Following Roux-en-Y gastric bypass (RYGB), elevated parathyroid hormone (PTH) levels potentially harmful to bone health are commonly observed. Owing to assumed superior absorption, calcium citrate is often recommended over calcium carbonate following RYGB for the treatment of elevated PTH. We aimed to investigate the impact of either calcium carbonate or calcium citrate (1200mg elementary calcium) in patients with elevated PTH levels following RYGB. Clinical, double-blinded, randomized controlled trial of a 12-week duration at a Danish University Hospital. Thirty-nine (no drop out) RYGB operated patients with elevated PTH levels (PTH>6.9pmol/L) and normal plasma levels of calcium and 25-hydroxyvitamin D were randomized to either calcium carbonate or calcium citrate (1200mg elementary calcium/daily). We assessed change in PTH as the primary outcome.
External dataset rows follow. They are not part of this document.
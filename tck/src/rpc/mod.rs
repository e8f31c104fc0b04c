//! Capability contract of a regtest node's JSON-RPC interface.
//!
//! Only the request surface is defined here; the transport is supplied by
//! whoever launches the node. Payload types deserialize from the node's own
//! JSON field names, amounts cross the boundary as decimal coins.

pub mod error;

pub use error::{ErrorClass, RpcError, RpcResult};

use async_trait::async_trait;
use regnet_common::{
    amount::Amount,
    serializer::ReaderError,
    transaction::OutPoint,
};
use serde::{Deserialize, Serialize};

#[derive(Debug, Clone, PartialEq, Eq, Serialize, Deserialize)]
pub struct NodeInfo {
    #[serde(default)]
    pub version: u64,
    pub blocks: u64,
    #[serde(default)]
    pub connections: u32,
    #[serde(default)]
    pub warnings: String,
}

/// Reference to a spendable output.
///
/// `amount` and `address` are optional: when known they save a round trip
/// to resolve the output.
#[derive(Debug, Clone, PartialEq, Serialize, Deserialize)]
pub struct Utxo {
    pub txid: String,
    pub vout: u32,
    #[serde(default)]
    pub amount: Option<Amount>,
    #[serde(default)]
    pub address: Option<String>,
    #[serde(rename = "scriptPubKey", default)]
    pub script_pub_key: Option<String>,
}

impl Utxo {
    pub fn new(txid: impl Into<String>, vout: u32) -> Self {
        Self {
            txid: txid.into(),
            vout,
            amount: None,
            address: None,
            script_pub_key: None,
        }
    }

    pub fn with_amount(mut self, amount: Amount) -> Self {
        self.amount = Some(amount);
        self
    }

    pub fn outpoint(&self) -> Result<OutPoint, ReaderError> {
        OutPoint::from_txid(&self.txid, self.vout)
    }
}

/// Input of `createrawtransaction`.
#[derive(Debug, Clone, PartialEq, Eq, Serialize, Deserialize)]
pub struct TxInRef {
    pub txid: String,
    pub vout: u32,
}

#[derive(Debug, Clone, PartialEq, Eq, Serialize, Deserialize)]
pub struct AddressInfo {
    pub address: String,
    #[serde(rename = "scriptPubKey", default)]
    pub script_pub_key: Option<String>,
    #[serde(rename = "ismine", default)]
    pub is_mine: bool,
}

#[derive(Debug, Clone, PartialEq, Serialize, Deserialize)]
pub struct FundedTransaction {
    pub hex: String,
    /// Index of the change output, -1 when none was added
    #[serde(rename = "changepos")]
    pub change_position: i32,
    pub fee: Amount,
}

#[derive(Debug, Clone, PartialEq, Eq, Serialize, Deserialize)]
pub struct SignedTransaction {
    pub hex: String,
    pub complete: bool,
}

#[derive(Debug, Clone, PartialEq, Eq, Serialize, Deserialize)]
pub struct DecodedScript {
    pub hex: String,
    #[serde(default)]
    pub address: Option<String>,
}

#[derive(Debug, Clone, PartialEq, Eq, Serialize, Deserialize)]
pub struct DecodedInput {
    // Absent on coinbase inputs
    #[serde(default)]
    pub txid: Option<String>,
    #[serde(default)]
    pub vout: Option<u32>,
    pub sequence: u32,
}

#[derive(Debug, Clone, PartialEq, Serialize, Deserialize)]
pub struct DecodedOutput {
    pub value: Amount,
    pub n: u32,
    #[serde(rename = "scriptPubKey")]
    pub script_pub_key: DecodedScript,
}

#[derive(Debug, Clone, PartialEq, Serialize, Deserialize)]
pub struct DecodedTransaction {
    pub txid: String,
    pub version: u32,
    #[serde(rename = "locktime")]
    pub lock_time: u32,
    pub vin: Vec<DecodedInput>,
    pub vout: Vec<DecodedOutput>,
}

/// Verbose `getblock` result.
#[derive(Debug, Clone, PartialEq, Eq, Serialize, Deserialize)]
pub struct BlockInfo {
    pub hash: String,
    pub height: u64,
    pub version: u32,
    #[serde(rename = "previousblockhash", default)]
    pub previous_block_hash: Option<String>,
    #[serde(rename = "merkleroot")]
    pub merkle_root: String,
    pub time: u32,
    /// Compact target as hex, e.g. "207fffff"
    pub bits: String,
    pub nonce: u32,
    pub tx: Vec<String>,
}

#[derive(Debug, Clone, Copy, PartialEq, Eq)]
pub enum AddNodeCommand {
    Add,
    Remove,
    OneTry,
}

impl AddNodeCommand {
    pub fn as_str(&self) -> &'static str {
        match self {
            AddNodeCommand::Add => "add",
            AddNodeCommand::Remove => "remove",
            AddNodeCommand::OneTry => "onetry",
        }
    }
}

/// Request surface of one node.
///
/// Every call may fail with a transport error or a node-reported code,
/// see [`RpcError`].
#[async_trait]
pub trait NodeRpc: Send + Sync {
    async fn get_info(&self) -> RpcResult<NodeInfo>;

    async fn get_block_count(&self) -> RpcResult<u64>;

    async fn get_block_hash(&self, height: u64) -> RpcResult<String>;

    async fn get_block(&self, hash: &str) -> RpcResult<BlockInfo>;

    async fn get_balance(&self) -> RpcResult<Amount>;

    async fn get_new_address(&self) -> RpcResult<String>;

    async fn generate_to_address(&self, count: u64, address: &str) -> RpcResult<Vec<String>>;

    async fn send_to_address(&self, address: &str, amount: Amount) -> RpcResult<String>;

    async fn add_node(&self, peer: &str, command: AddNodeCommand) -> RpcResult<()>;

    async fn disconnect_node(&self, peer: &str) -> RpcResult<()>;

    async fn list_unspent(&self) -> RpcResult<Vec<Utxo>>;

    async fn get_raw_mempool(&self) -> RpcResult<Vec<String>>;

    /// Raw transaction hex
    async fn get_raw_transaction(&self, txid: &str) -> RpcResult<String>;

    async fn decode_raw_transaction(&self, hex: &str) -> RpcResult<DecodedTransaction>;

    async fn create_raw_transaction(
        &self,
        inputs: &[TxInRef],
        outputs: &[(String, Amount)],
    ) -> RpcResult<String>;

    async fn fund_raw_transaction(&self, hex: &str) -> RpcResult<FundedTransaction>;

    async fn sign_raw_transaction_with_wallet(&self, hex: &str) -> RpcResult<SignedTransaction>;

    /// Broadcast, returns the txid
    async fn send_raw_transaction(&self, hex: &str) -> RpcResult<String>;

    async fn get_address_info(&self, address: &str) -> RpcResult<AddressInfo>;

    async fn dump_priv_key(&self, address: &str) -> RpcResult<String>;

    async fn import_priv_key(&self, key: &str, label: &str, rescan: bool) -> RpcResult<()>;
}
The effect of the two calcium formulations on change in PTH was comparable and neutral: -1.9% (calcium citrate) vs +0.9% (calcium carbonate), P=0.680. Compared to the carbonate-treated group, the following bone turnover markers decreased significantly in the citrate-treated group: procollagen I N-terminal propeptide (-16.6% vs -3.2%, P=0.021), osteocalcin (-17.2% vs -4.3%, P=0.007) and bone-specific alkaline phosphatase (-5.9% vs 3.7%, P=0.027) and remained significantly decreased after multivariable adjustment. Increasing the dose of calcium supplementation in RYGB operated patients with slightly elevated PTH levels does not normalize PTH levels, regardless of the type of supplement. Our results do not support recommending supplementation with calcium citrate over calcium carbonate in RYGB patients.